Nvidia, the world’s largest publicly traded company, has reported a 94% leap in net income for the fourth quarter of the 2026 financial year (Q4 FY26).
The artificial intelligence (AI) giant said net income rose to US$42.96 billion in the quarter ending 25 January 2026 from $22.091 billion in the previous corresponding period.
Diluted earnings per share (EPS) surged 98% to $1.76, with revenue climbing 73% to a quarterly record of $68.127 billion.
According to LSEG estimates, markets were expecting diluted EPS of $1.53 on revenue of $66.21 billion.
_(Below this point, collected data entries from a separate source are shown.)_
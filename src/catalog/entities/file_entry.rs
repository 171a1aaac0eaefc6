//! The `file` table: one row per discovered or produced file.
//!
//! Identification fields stay `Option` until [`crate::identify`] resolves
//! them; `source_id` is `None` for roots (files originally under the source
//! tree) and `Some` for archive members / kept conversion intermediates.

use chrono::NaiveDateTime;
use sea_orm::entity::prelude::*;

#[derive(Clone, Debug, PartialEq, Eq, DeriveEntityModel)]
#[sea_orm(table_name = "file")]
pub struct Model {
	#[sea_orm(primary_key)]
	pub id: i32,
	#[sea_orm(unique)]
	pub path: String,
	pub size: Option<i64>,
	pub puid: Option<String>,
	pub format: Option<String>,
	pub version: Option<String>,
	pub mime: Option<String>,
	pub encoding: Option<String>,
	pub ext: Option<String>,
	pub status: String,
	pub status_ts: Option<NaiveDateTime>,
	pub kept: bool,
	pub source_id: Option<i32>,
}

#[derive(Copy, Clone, Debug, EnumIter, DeriveRelation)]
pub enum Relation {
	#[sea_orm(
		belongs_to = "Entity",
		from = "Column::SourceId",
		to = "Column::Id",
		on_delete = "Cascade"
	)]
	SourceFile,
}

impl ActiveModelBehavior for ActiveModel {}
Data centre revenue in Q4 rose 75% to a record $62.3 billion for the company that makes high-performance graphics processing units (GPUs) used for powering and training AI models like Chat GPT.
The record Q4 revenue from data centres was driven by the major platform shifts like accelerated computing and AI.
For the FY26 year, net income rose 65% to $120.067 billion and diluted EPS jumped 67% to $4.90 on revenue which increased 65% to $215.938 billion.
Nvidia also forecast Q1 FY27 revenue above market estimates at $78 billion, plus or minus 2%, compared with analysts' average estimate of $72 .60 billion, according to data compiled by LSEG.

Founder and Chief Executive Officer Jensen Huang said he believed AI use was becoming mainstream as people used it more than ever.
“Computing demand is growing exponentially — the agentic AI inflection point has arrived,” Huang said in a news release.
He said Nvidia’s Grace Blackwell GPU was the fastest and cheapest way to run AI models while its next GPU, Vera Rubin, would make it faster and more cheaply.
“Enterprise adoption of agents is skyrocketing. Our customers are racing to invest in AI compute — the factories powering the AI industrial revolution and their future growth,” he said.
Nvidia shares closed $2.77 (1.44%) higher at $195.62, capitalising the company at $4.77 trillion, and gained 0.7% to $196.79 in after-hours trade.